Personal information
- Born: May 15, 1924 United States
- Died: May 26, 1971 (age 47)
- Occupation: Horse trainer

Horse racing career
- Sport: Horse racing

Major racing wins
- Palos Verdes Handicap (1953) Brooklyn Handicap (1954, 1964, 1966) Edgemere Handicap (1954) Kentucky Oaks (1954) Withers Stakes (1954) Santa Maria Handicap (1959) Astoria Stakes (1963, 1964, 1967) Beldame Stakes (1963) Diana Handicap (1963) Acorn Stakes (1964, 1965, 1966) Hopeful Stakes (1964, 1965, 1967, 1969) San Antonio Handicap (1964, 1965) San Fernando Stakes (1964, 1967) Strub Stakes (1964) Tremont Stakes (1964, 1966) Vagrancy Handicap (1964, 1966) Washington Park Handicap (1964) Whitney Handicap (1964, 1967) Woodward Stakes (1964, 1966) Metropolitan Handicap (1965, 1966, 1967) Saratoga Special Stakes (1965, 1967, 1968) American Derby (1966, 1970) Arlington Classic (1966) Champagne Stakes (1966, 1967) Fall Highweight Handicap (1966) Jockey Club Gold Cup (1966) Lawrence Realization Stakes (1966, 1967, 1968) Malibu Stakes (1966) National Stallion Stakes (1966, 1967) Toboggan Handicap (1966) Travers Stakes (1966) Arlington Handicap (1967) Frizette Stakes (1967) Matron Stakes (1967) Royal Palm Handicap (1967) Suburban Handicap (1967) Roamer Handicap (1968) Sanford Stakes (1968) Round Table Handicap (1970) Fashion Stakes (1971)

Racing awards
- U.S. Champion Trainer by earnings (1966, 1967, 1968) National Turf Writers Trainer of the Year (1964, 1966)

Honours
- National Museum of Racing and Hall of Fame (1983)

Significant horses
- Bold Lad, Buckpasser, Gun Bow, Impressive, Numbered Account, Queen of the Stage, Successor, Vitriolic

= Edward A. Neloy =

American racehorse trainer

Edward Albert "Eddie" Neloy (May 15, 1924 – May 26, 1971) was an American Thoroughbred racehorse trainer. At age fourteen, he began working at a racetrack, then joined the United States Army during World War II. During the intense action in the Italian Campaign following Operation Shingle, Neloy was seriously wounded in Anzio and lost an eye.

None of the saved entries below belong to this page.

mod format;
pub use format::LoggerFormat;

mod level;
pub use level::LoggerLevel;

mod timezone;
pub use timezone::{LoggerTimeZone, init_local_offset};

mod timer;
pub(crate) use timer::LoggerTimer;
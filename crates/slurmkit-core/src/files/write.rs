use std::{
    fs::{self, OpenOptions, Permissions},
    io::{self, Write},
    os::unix::fs::{OpenOptionsExt, PermissionsExt},
    path::{Path, PathBuf},
};

use nix::unistd::{Gid, Uid, chown};

use slurmkit_model::{FileMode, Ownership};

use crate::{ProvisionError, ProvisionResult, files::resolve_ownership};

/// Atomically replace `target` with `contents`, owned by `ownership` with `mode`.
///
/// The data is staged in a hidden sibling file, given its final owner and
/// mode, synced, then renamed over `target`. Readers never see a partially
/// written file or one with looser permissions than requested. The staging
/// file is removed on failure.
pub fn write_file(
    target: &Path,
    contents: &[u8],
    ownership: &Ownership,
    mode: FileMode,
) -> ProvisionResult<()> {
    let (uid, gid) = resolve_ownership(ownership)?;
    let staging = staging_path(target)?;

    // Leftover from an interrupted run; it may carry the wrong owner or mode.
    match fs::remove_file(&staging) {
        Ok(()) => {}
        Err(e) if e.kind() == io::ErrorKind::NotFound => {}
        Err(e) => return Err(ProvisionError::io(&staging, e)),
    }

    let res = stage(&staging, contents, uid, gid, mode)
        .and_then(|()| fs::rename(&staging, target).map_err(|e| ProvisionError::io(target, e)));
    if res.is_err() {
        let _ = fs::remove_file(&staging);
    }
    res
}

fn stage(path: &Path, contents: &[u8], uid: Uid, gid: Gid, mode: FileMode) -> ProvisionResult<()> {
    let mut file = OpenOptions::new()
        .write(true)
        .create_new(true)
        .mode(mode.bits())
        .open(path)
        .map_err(|e| ProvisionError::io(path, e))?;

    file.write_all(contents)
        .map_err(|e| ProvisionError::io(path, e))?;

    chown(path, Some(uid), Some(gid)).map_err(|e| ProvisionError::errno(path, e))?;

    // The umask narrowed the creation mode; chown may have cleared set-id bits.
    fs::set_permissions(path, Permissions::from_mode(mode.bits()))
        .map_err(|e| ProvisionError::io(path, e))?;

    file.sync_all().map_err(|e| ProvisionError::io(path, e))
}

pub(super) fn staging_path(target: &Path) -> ProvisionResult<PathBuf> {
    let name = target.file_name().ok_or_else(|| {
        ProvisionError::io(
            target,
            io::Error::new(io::ErrorKind::InvalidInput, "target has no file name"),
        )
    })?;
    Ok(target.with_file_name(format!(".{}.slurmkit-tmp", name.to_string_lossy())))
}
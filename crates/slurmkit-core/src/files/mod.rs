//! Ownership-aware filesystem primitives.
mod dir;
pub use dir::ensure_directory;

mod write;
pub use write::write_file;

use nix::unistd::{Gid, Group, Uid, User};

use slurmkit_model::Ownership;

use crate::{ProvisionError, ProvisionResult};

/// Resolve owner and group names to numeric ids.
pub(crate) fn resolve_ownership(ownership: &Ownership) -> ProvisionResult<(Uid, Gid)> {
    let user = User::from_name(ownership.owner())
        .ok()
        .flatten()
        .ok_or_else(|| ProvisionError::UnknownIdentity {
            kind: "user",
            name: ownership.owner().to_string(),
        })?;
    let group = Group::from_name(ownership.group())
        .ok()
        .flatten()
        .ok_or_else(|| ProvisionError::UnknownIdentity {
            kind: "group",
            name: ownership.group().to_string(),
        })?;
    Ok((user.uid, group.gid))
}

/// Owner and primary group of the test process; chown to these never needs privileges.
#[cfg(test)]
pub(crate) fn current_ownership() -> Ownership {
    let user = User::from_uid(Uid::current())
        .expect("passwd lookup")
        .expect("test user has a passwd entry");
    let group = Group::from_gid(Gid::current())
        .expect("group lookup")
        .expect("test group has a group entry");
    Ownership::new(user.name, group.name)
}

When the war ended, he returned to work in the horse racing industry. As a trainer in 1945, he won the first race of a career that lasted until his death in 1971. In the mid-1950s, he trained for Maine Chance Farm and in 1964 was voted the National Turf Writers Trainer of the Year following an outstanding season that included numerous stakes wins by Gedney Farms' colt Gun Bow.

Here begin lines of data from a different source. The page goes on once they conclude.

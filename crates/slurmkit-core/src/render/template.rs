use std::{
    borrow::Cow,
    fs, io,
    path::{Path, PathBuf},
};

use minijinja::{Environment, UndefinedBehavior};
use serde_json::{Map, Value};
use tracing::{debug, info};

use slurmkit_model::ProvisionLayout;

use crate::{
    ProvisionError, ProvisionResult,
    files::write_file,
    render::{Render, RenderRequest, embedded::embedded},
};

/// Minijinja renderer writing through [`write_file`].
///
/// Templates are looked up in `templates_dir` first, then among the
/// built-in ones. Undefined variables are errors rather than empty strings;
/// templates test optional keys with `is defined`.
pub struct TemplateRenderer {
    env: Environment<'static>,
    templates_dir: Option<PathBuf>,
}

impl TemplateRenderer {
    pub fn new(templates_dir: Option<PathBuf>) -> Self {
        let mut env = Environment::new();
        env.set_undefined_behavior(UndefinedBehavior::Strict);
        env.set_keep_trailing_newline(true);
        Self { env, templates_dir }
    }

    /// Renderer using the layout's templates directory, if any.
    pub fn from_layout(layout: &ProvisionLayout) -> Self {
        Self::new(layout.templates_dir.clone())
    }

    /// Render `name` to a string without touching the filesystem.
    pub fn render_to_string(&self, name: &str, context: &Map<String, Value>) -> ProvisionResult<String> {
        let source = self.source(name)?;
        self.env
            .render_str(&source, context)
            .map_err(|e| ProvisionError::Template {
                name: name.to_string(),
                reason: e.to_string(),
            })
    }

    fn source(&self, name: &str) -> ProvisionResult<Cow<'static, str>> {
        if let Some(dir) = &self.templates_dir {
            let path = dir.join(name);
            match fs::read_to_string(&path) {
                Ok(s) => {
                    debug!(template = name, path = %path.display(), "using template from disk");
                    return Ok(Cow::Owned(s));
                }
                Err(e) if e.kind() == io::ErrorKind::NotFound => {}
                Err(e) => return Err(template_error(name, &path, e)),
            }
        }
        embedded(name)
            .map(Cow::Borrowed)
            .ok_or_else(|| ProvisionError::Template {
                name: name.to_string(),
                reason: "no such template".to_string(),
            })
    }
}

impl Default for TemplateRenderer {
    fn default() -> Self {
        Self::new(None)
    }
}

impl Render for TemplateRenderer {
    fn render(&self, request: &RenderRequest<'_>) -> ProvisionResult<()> {
        let content = self.render_to_string(request.template, request.context)?;
        write_file(request.target, content.as_bytes(), &request.ownership, request.mode)?;

        info!(
            template = request.template,
            target = %request.target.display(),
            owner = %request.ownership,
            mode = %request.mode,
            "template rendered",
        );
        Ok(())
    }
}

fn template_error(name: &str, path: &Path, e: io::Error) -> ProvisionError {
    ProvisionError::Template {
        name: name.to_string(),
        reason: format!("{}: {e}", path.display()),
    }
}
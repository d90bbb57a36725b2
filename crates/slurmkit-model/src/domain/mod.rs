mod mode;
pub use mode::FileMode;

mod ownership;
pub use ownership::Ownership;

mod constants;
pub use constants::{CONTEXT_CLUSTERNAME, CONTEXT_INCLUDE, CONTEXT_SLURM_USER};
pub use constants::{CONTEXT_SLURMD_SPOOL_DIR, CONTEXT_STATE_SAVE_LOCATION};

/// Timeout value in milliseconds.
///
/// Used wherever an external process is waited on with an explicit bound.
pub type TimeoutMs = u64;
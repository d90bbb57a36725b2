use std::{
    fs::{self, DirBuilder, Permissions},
    io,
    os::unix::fs::{DirBuilderExt, PermissionsExt},
    path::Path,
};

use nix::unistd::chown;
use tracing::{debug, info};

use slurmkit_model::{FileMode, Ownership};

use crate::{
    ProvisionError, ProvisionResult,
    files::{resolve_ownership, write::staging_path},
};

/// Make sure `path` is a directory.
///
/// An existing directory is left exactly as it is, ownership and mode
/// included. Otherwise any missing parents are created, and the leaf is
/// built under a hidden sibling name, given `ownership` and `mode`, then
/// renamed into place. A failure never leaves a half-provisioned leaf
/// that a later call would mistake for a finished one. Every failure,
/// including a non-directory already sitting at `path`, is
/// [`ProvisionError::DirectoryCreate`].
pub fn ensure_directory(path: &Path, ownership: &Ownership, mode: FileMode) -> ProvisionResult<()> {
    match fs::metadata(path) {
        Ok(meta) if meta.is_dir() => {
            debug!(path = %path.display(), "directory exists; leaving as is");
            return Ok(());
        }
        Ok(_) => return Err(dir_error(path, "path exists and is not a directory")),
        Err(e) if e.kind() == io::ErrorKind::NotFound => {}
        Err(e) => return Err(dir_error(path, e)),
    }

    let (uid, gid) = resolve_ownership(ownership).map_err(|e| dir_error(path, e))?;

    if let Some(parent) = path.parent() {
        DirBuilder::new()
            .recursive(true)
            .mode(mode.bits())
            .create(parent)
            .map_err(|e| dir_error(path, e))?;
    }

    create_staged(path, mode, |staging| {
        chown(staging, Some(uid), Some(gid)).map_err(|e| dir_error(path, e))?;
        // The umask narrowed the creation mode.
        fs::set_permissions(staging, Permissions::from_mode(mode.bits()))
            .map_err(|e| dir_error(path, e))
    })?;

    info!(
        path = %path.display(),
        owner = %ownership,
        mode = %mode,
        "directory created",
    );
    Ok(())
}

/// Create the leaf under its staging name, run `finish` on it, then rename
/// it to `path`. The staging directory is removed on failure.
fn create_staged<F>(path: &Path, mode: FileMode, finish: F) -> ProvisionResult<()>
where
    F: FnOnce(&Path) -> ProvisionResult<()>,
{
    let staging = staging_path(path).map_err(|e| dir_error(path, e))?;

    // Leftover from an interrupted run.
    match fs::remove_dir(&staging) {
        Ok(()) => {}
        Err(e) if e.kind() == io::ErrorKind::NotFound => {}
        Err(e) => return Err(dir_error(&staging, e)),
    }

    DirBuilder::new()
        .mode(mode.bits())
        .create(&staging)
        .map_err(|e| dir_error(path, e))?;

    let res = finish(&staging)
        .and_then(|()| fs::rename(&staging, path).map_err(|e| dir_error(path, e)));
    if res.is_err() {
        let _ = fs::remove_dir(&staging);
    }
    res
}

fn dir_error(path: &Path, reason: impl ToString) -> ProvisionError {
    ProvisionError::DirectoryCreate {
        path: path.to_path_buf(),
        reason: reason.to_string(),
    }
}

#[cfg(test)]
mod tests {
    use std::os::unix::fs::MetadataExt;

    use tempfile::tempdir;

    use super::*;
    use crate::files::current_ownership;

    #[test]
    fn creates_with_parents_and_mode() {
        let dir = tempdir().unwrap();
        let path = dir.path().join("var").join("spool").join("slurmd");

        ensure_directory(&path, &current_ownership(), FileMode::DIRECTORY).unwrap();

        let meta = fs::metadata(&path).unwrap();
        assert!(meta.is_dir());
        assert_eq!(meta.mode() & 0o7777, 0o750);
    }

    #[test]
    fn second_call_leaves_existing_directory_untouched() {
        let dir = tempdir().unwrap();
        let path = dir.path().join("state");
        let owner = current_ownership();

        ensure_directory(&path, &owner, FileMode::DIRECTORY).unwrap();
        fs::set_permissions(&path, Permissions::from_mode(0o700)).unwrap();

        ensure_directory(&path, &owner, FileMode::DIRECTORY).unwrap();
        assert_eq!(fs::metadata(&path).unwrap().mode() & 0o7777, 0o700);
    }

    #[test]
    fn existing_directory_skips_identity_lookup() {
        let dir = tempdir().unwrap();
        ensure_directory(
            dir.path(),
            &Ownership::same("slurmkit-no-such-user"),
            FileMode::DIRECTORY,
        )
        .unwrap();
    }

    #[test]
    fn file_in_the_way_is_directory_create_error() {
        let dir = tempdir().unwrap();
        let path = dir.path().join("spool");
        fs::write(&path, "not a dir").unwrap();

        let err = ensure_directory(&path, &current_ownership(), FileMode::DIRECTORY).unwrap_err();
        assert!(matches!(err, ProvisionError::DirectoryCreate { .. }));
        assert!(path.is_file());
    }

    #[test]
    fn unknown_owner_creates_nothing() {
        let dir = tempdir().unwrap();
        let path = dir.path().join("spool");

        let err = ensure_directory(
            &path,
            &Ownership::same("slurmkit-no-such-user"),
            FileMode::DIRECTORY,
        )
        .unwrap_err();

        assert!(matches!(err, ProvisionError::DirectoryCreate { .. }));
        assert!(!path.exists());
    }

    #[test]
    fn failed_attributes_leave_nothing_behind() {
        let dir = tempdir().unwrap();
        let path = dir.path().join("spool");

        let err = create_staged(&path, FileMode::DIRECTORY, |staging| {
            assert!(staging.is_dir());
            Err(dir_error(staging, "Operation not permitted"))
        })
        .unwrap_err();

        assert!(matches!(err, ProvisionError::DirectoryCreate { .. }));
        assert_eq!(fs::read_dir(dir.path()).unwrap().count(), 0);

        // Nothing was mistaken for a finished directory.
        ensure_directory(&path, &current_ownership(), FileMode::DIRECTORY).unwrap();
        assert_eq!(fs::metadata(&path).unwrap().mode() & 0o7777, 0o750);
    }

    #[test]
    fn foreign_owner_is_applied_or_nothing_is_created() {
        let dir = tempdir().unwrap();
        let path = dir.path().join("spool");

        // Succeeds only with the privilege to chown to root.
        match ensure_directory(&path, &Ownership::same("root"), FileMode::DIRECTORY) {
            Ok(()) => assert_eq!(fs::metadata(&path).unwrap().uid(), 0),
            Err(err) => {
                assert!(matches!(err, ProvisionError::DirectoryCreate { .. }));
                assert_eq!(fs::read_dir(dir.path()).unwrap().count(), 0);
            }
        }
    }

    #[test]
    fn stale_staging_directory_is_replaced() {
        let dir = tempdir().unwrap();
        let path = dir.path().join("state");
        fs::create_dir(dir.path().join(".state.slurmkit-tmp")).unwrap();

        ensure_directory(&path, &current_ownership(), FileMode::DIRECTORY).unwrap();

        assert!(path.is_dir());
        let names: Vec<_> = fs::read_dir(dir.path())
            .unwrap()
            .map(|e| e.unwrap().file_name())
            .collect();
        assert_eq!(names, vec![std::ffi::OsString::from("state")]);
    }
}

In 1966, Neloy was chosen by the Phipps family to replace the retiring Bill Winfrey as their head trainer. He was responsible for conditioning the horses of Gladys Mills Phipps' Wheatley Stable, her son Ogden Phipps, and her grandson Dinny Phipps. In his first year, Neloy met with outstanding success, including winning thirteen straight races with Buckpasser, who was voted American Horse of the Year honors. During the five years he was with the Phipps family until his death in 1971, Neloy was the U.S. leading money-winning trainer for 1966 through 1968 and the trainer of five Champions.

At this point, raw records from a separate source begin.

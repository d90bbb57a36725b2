use thiserror::Error;

#[derive(Debug, Error)]
pub enum LoggerError {
    #[error("Invalid log format: {0} (expected: text|json|journald)")]
    InvalidFormat(String),

    #[error("Invalid log level: {0}")]
    InvalidLevel(String),

    #[error("Invalid timezone: {0}")]
    InvalidTimeZone(String),

    #[error("Journald is not supported on this platform")]
    JournaldNotSupported,

    #[error("Failed to initialize journald: {0}")]
    JournaldInitFailed(String),

    #[error("Logger already initialized")]
    AlreadyInitialized,
}

pub type LoggerResult<T> = Result<T, LoggerError>;
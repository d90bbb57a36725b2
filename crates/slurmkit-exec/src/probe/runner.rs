use std::{io, process::Stdio};

use tokio::process::Command;
use tracing::{debug, trace, warn};

use slurmkit_model::VersionProbe;

use crate::{ExecError, probe::SchedulerVersion};

/// Ask the installed scheduler for its version.
///
/// - exit 0: version parsed from stdout;
/// - non-zero exit or signal: [`SchedulerVersion::Unknown`];
/// - binary missing: `Ok(None)`;
/// - still running after `probe.timeout_ms`: the child is killed and
///   [`ExecError::ProbeTimeout`] is returned.
pub async fn probe_version(probe: &VersionProbe) -> Result<Option<SchedulerVersion>, ExecError> {
    trace!(
        binary = %probe.binary.display(),
        flag = %probe.flag,
        timeout_ms = probe.timeout_ms,
        "probing scheduler version",
    );

    let mut cmd = Command::new(&probe.binary);
    cmd.arg(&probe.flag)
        .stdin(Stdio::null())
        .stdout(Stdio::piped())
        .stderr(Stdio::null())
        .kill_on_drop(true);

    let child = match cmd.spawn() {
        Ok(child) => child,
        Err(e) if e.kind() == io::ErrorKind::NotFound => {
            debug!(binary = %probe.binary.display(), "scheduler binary not found");
            return Ok(None);
        }
        Err(source) => {
            return Err(ExecError::Spawn {
                binary: probe.binary.clone(),
                source,
            });
        }
    };

    // Dropping the future on timeout drops the child, which kills it.
    let output = match tokio::time::timeout(probe.timeout(), child.wait_with_output()).await {
        Ok(res) => res?,
        Err(_) => {
            warn!(
                binary = %probe.binary.display(),
                timeout_ms = probe.timeout_ms,
                "version probe timed out; child killed",
            );
            return Err(ExecError::ProbeTimeout {
                binary: probe.binary.clone(),
                timeout_ms: probe.timeout_ms,
            });
        }
    };

    if !output.status.success() {
        debug!(
            binary = %probe.binary.display(),
            status = ?output.status.code(),
            "version probe exited unsuccessfully",
        );
        return Ok(Some(SchedulerVersion::Unknown));
    }

    let version = SchedulerVersion::from_stdout(&String::from_utf8_lossy(&output.stdout));
    if !version.is_known() {
        warn!(binary = %probe.binary.display(), "version probe printed no version token");
    }
    debug!(version = %version, "scheduler version probed");
    Ok(Some(version))
}
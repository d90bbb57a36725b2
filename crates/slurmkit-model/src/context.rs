use std::{fmt, path::PathBuf, str::FromStr};

use serde::{Deserialize, Deserializer, Serialize, Serializer};
use serde_json::{Map, Value};

use crate::{
    CONTEXT_CLUSTERNAME, CONTEXT_INCLUDE, CONTEXT_SLURM_USER, CONTEXT_SLURMD_SPOOL_DIR,
    CONTEXT_STATE_SAVE_LOCATION, ModelError, ModelResult,
};

/// Validated provisioning context handed over by the orchestration layer.
///
/// The raw input is a flat JSON object. `slurm_user` and `clustername` are
/// required and checked when the context is built, so every operation that
/// takes a `SlurmContext` can write without re-validating. All keys,
/// including the typed ones, stay available to templates through
/// [`SlurmContext::values`].
///
/// `Debug` prints keys only: the map can carry the munge key.
#[derive(Clone, PartialEq)]
pub struct SlurmContext {
    slurm_user: String,
    clustername: String,
    include: Option<String>,
    slurmd_spool_dir: Option<PathBuf>,
    state_save_location: Option<PathBuf>,
    values: Map<String, Value>,
}

impl SlurmContext {
    /// Build a context from a raw key/value map.
    ///
    /// Rules:
    /// - `slurm_user` and `clustername` are present, strings, not blank;
    /// - `clustername` is a single path component (it names a file);
    /// - optional typed keys, when present, are strings.
    pub fn from_map(values: Map<String, Value>) -> ModelResult<Self> {
        let slurm_user = required_str(&values, CONTEXT_SLURM_USER)?;
        let clustername = required_str(&values, CONTEXT_CLUSTERNAME)?;
        validate_clustername(&clustername)?;

        let include = optional_str(&values, CONTEXT_INCLUDE)?;
        let slurmd_spool_dir = optional_str(&values, CONTEXT_SLURMD_SPOOL_DIR)?.map(PathBuf::from);
        let state_save_location =
            optional_str(&values, CONTEXT_STATE_SAVE_LOCATION)?.map(PathBuf::from);

        Ok(Self {
            slurm_user,
            clustername,
            include,
            slurmd_spool_dir,
            state_save_location,
            values,
        })
    }

    /// Build a context from any JSON value; only objects are accepted.
    pub fn from_value(value: Value) -> ModelResult<Self> {
        match value {
            Value::Object(map) => Self::from_map(map),
            other => Err(ModelError::InvalidContext(format!(
                "expected a JSON object, got {}",
                json_type(&other)
            ))),
        }
    }

    pub fn slurm_user(&self) -> &str {
        &self.slurm_user
    }

    pub fn clustername(&self) -> &str {
        &self.clustername
    }

    /// Include fragment body distributed by the active controller, if any.
    pub fn include(&self) -> Option<&str> {
        self.include.as_deref()
    }

    /// Spool directory; `MissingContext` when the orchestration layer did not supply one.
    pub fn slurmd_spool_dir(&self) -> ModelResult<&PathBuf> {
        self.slurmd_spool_dir
            .as_ref()
            .ok_or(ModelError::MissingContext(CONTEXT_SLURMD_SPOOL_DIR))
    }

    /// State-save directory; `MissingContext` when the orchestration layer did not supply one.
    pub fn state_save_location(&self) -> ModelResult<&PathBuf> {
        self.state_save_location
            .as_ref()
            .ok_or(ModelError::MissingContext(CONTEXT_STATE_SAVE_LOCATION))
    }

    /// Every key exactly as supplied; this is what templates see.
    pub fn values(&self) -> &Map<String, Value> {
        &self.values
    }
}

impl TryFrom<Map<String, Value>> for SlurmContext {
    type Error = ModelError;
    fn try_from(values: Map<String, Value>) -> Result<Self, Self::Error> {
        Self::from_map(values)
    }
}

impl FromStr for SlurmContext {
    type Err = ModelError;
    fn from_str(s: &str) -> Result<Self, Self::Err> {
        let value: Value = serde_json::from_str(s).map_err(|e| ModelError::Parse(e.to_string()))?;
        Self::from_value(value)
    }
}

impl Serialize for SlurmContext {
    fn serialize<S>(&self, serializer: S) -> Result<S::Ok, S::Error>
    where
        S: Serializer,
    {
        self.values.serialize(serializer)
    }
}

impl<'de> Deserialize<'de> for SlurmContext {
    fn deserialize<D>(deserializer: D) -> Result<Self, D::Error>
    where
        D: Deserializer<'de>,
    {
        let map = Map::<String, Value>::deserialize(deserializer)?;
        Self::from_map(map).map_err(serde::de::Error::custom)
    }
}

impl fmt::Debug for SlurmContext {
    fn fmt(&self, f: &mut fmt::Formatter<'_>) -> fmt::Result {
        f.debug_struct("SlurmContext")
            .field("slurm_user", &self.slurm_user)
            .field("clustername", &self.clustername)
            .field("keys", &self.values.keys().collect::<Vec<_>>())
            .finish()
    }
}

fn required_str(values: &Map<String, Value>, key: &'static str) -> ModelResult<String> {
    match values.get(key) {
        Some(Value::String(s)) if !s.trim().is_empty() => Ok(s.clone()),
        _ => Err(ModelError::MissingContext(key)),
    }
}

fn optional_str(values: &Map<String, Value>, key: &'static str) -> ModelResult<Option<String>> {
    match values.get(key) {
        None | Some(Value::Null) => Ok(None),
        Some(Value::String(s)) => Ok(Some(s.clone())),
        Some(other) => Err(ModelError::InvalidContext(format!(
            "{key} must be a string, got {}",
            json_type(other)
        ))),
    }
}

fn validate_clustername(name: &str) -> ModelResult<()> {
    if name == "." || name == ".." || name.contains('/') || name.contains('\0') {
        return Err(ModelError::InvalidContext(format!(
            "clustername {name:?} must be a single path component"
        )));
    }
    Ok(())
}

fn json_type(v: &Value) -> &'static str {
    match v {
        Value::Null => "null",
        Value::Bool(_) => "bool",
        Value::Number(_) => "number",
        Value::String(_) => "string",
        Value::Array(_) => "array",
        Value::Object(_) => "object",
    }
}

Neloy was training the two-year-old filly Numbered Account and had won the Fashion Stakes with her when he died suddenly of a heart attack in 1971. His accomplishments in Thoroughbred racing were recognized in 1983 when he was posthumously inducted into the United States' National Museum of Racing and Hall of Fame.